The Whing Ding was designed long before the US FAR 103 Ultralight Vehicles regulations were introduced, but it fully conforms to the rules. The Whing Ding helped generate interest in ultralight aircraft and lead to the ultralight boom of the late 1970s and 1980s.

Hovey conceived of the aircraft as an experimental project and not as a form of transportation. Due to its unreliable powerplant he intended it to only be flown over open areas where a safe landing could be carried out at any time. The plans were complex to follow and were not intended to make construction easy. Construction time typically is about 400 hours.
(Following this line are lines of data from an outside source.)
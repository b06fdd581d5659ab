//! Criterion benchmarks for the B+ tree engines.

use criterion::{black_box, criterion_group, criterion_main, BatchSize, Criterion};

use bptree::BPlusTree;

const KEYS: i32 = 1_000;
const CAPACITY: usize = 32;

/// Deterministic shuffle (xorshift Fisher-Yates) so runs stay comparable.
fn shuffled_keys() -> Vec<i32> {
    let mut keys: Vec<i32> = (0..KEYS).collect();
    let mut state: u64 = 0x9E37_79B9_7F4A_7C15;
    for i in (1..keys.len()).rev() {
        state ^= state << 13;
        state ^= state >> 7;
        state ^= state << 17;
        keys.swap(i, (state % (i as u64 + 1)) as usize);
    }
    keys
}

fn populated_tree(keys: &[i32]) -> BPlusTree {
    let mut tree = BPlusTree::new(CAPACITY).unwrap();
    for &k in keys {
        tree.insert(k, k.to_string());
    }
    tree
}

fn bench_insert(c: &mut Criterion) {
    let keys = shuffled_keys();
    c.bench_function("insert_1000_shuffled", |b| {
        b.iter(|| populated_tree(black_box(&keys)))
    });
}

fn bench_lookup(c: &mut Criterion) {
    let keys = shuffled_keys();
    let tree = populated_tree(&keys);
    c.bench_function("lookup_1000", |b| {
        b.iter(|| {
            for &k in &keys {
                black_box(tree.lookup(k));
            }
        })
    });
}

fn bench_delete(c: &mut Criterion) {
    let keys = shuffled_keys();
    let tree = populated_tree(&keys);
    c.bench_function("delete_1000_shuffled", |b| {
        b.iter_batched(
            || tree.clone(),
            |mut tree| {
                for &k in &keys {
                    black_box(tree.delete(k));
                }
                tree
            },
            BatchSize::SmallInput,
        )
    });
}

criterion_group!(benches, bench_insert, bench_lookup, bench_delete);
criterion_main!(benches);
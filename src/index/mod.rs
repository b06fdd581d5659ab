//! Index structures.
//!
//! One index lives here today: the in-memory B+ tree in [`btree`].

pub mod btree;

pub use btree::{BPlusTree, InnerNode, Key, LeafNode, Node};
The Whing Ding was marketed as plans, and sold extremely well - by 1979, over 6,000 sets had been purchased. In 2011 the plans were still available, and at no cost.

On 22 June 2022, the Dingo, a full metal replica of the Hovey Whing Ding, designed by Marek Ivanov since 2021, took maiden flight by test pilot Jan Jílek at the Jaroměř airport (LKJA). This prototype plane was powered by two-stroke 27 hp Vittorazi Moster engine with 185-cc displacement and air-cooling. As of 2024, the Dingo is available as a ready to build KIT plane provided by the Future Vehicles s.r.o.

My long-time dream was to build something like Hovey Whing Ding because I like it, but a little bigger so I can fly it.
— Ing. Marek Ivanov, Chief Designer of DINGO, https://www.futurevehicles.eu/dingo-en/

==Operational history==
Depending on the density altitude and the weight of the pilot, some builders discovered that the aircraft was under powered and suffered from too small a wing area to climb out of ground effect.

==Variants==
- Whing Ding
Initial version
- Whing Ding II
Improved version, incorporating a higher seat to prevent pilots dragging their feet on the ground to stop the aircraft, which resulting in broken bones in some cases.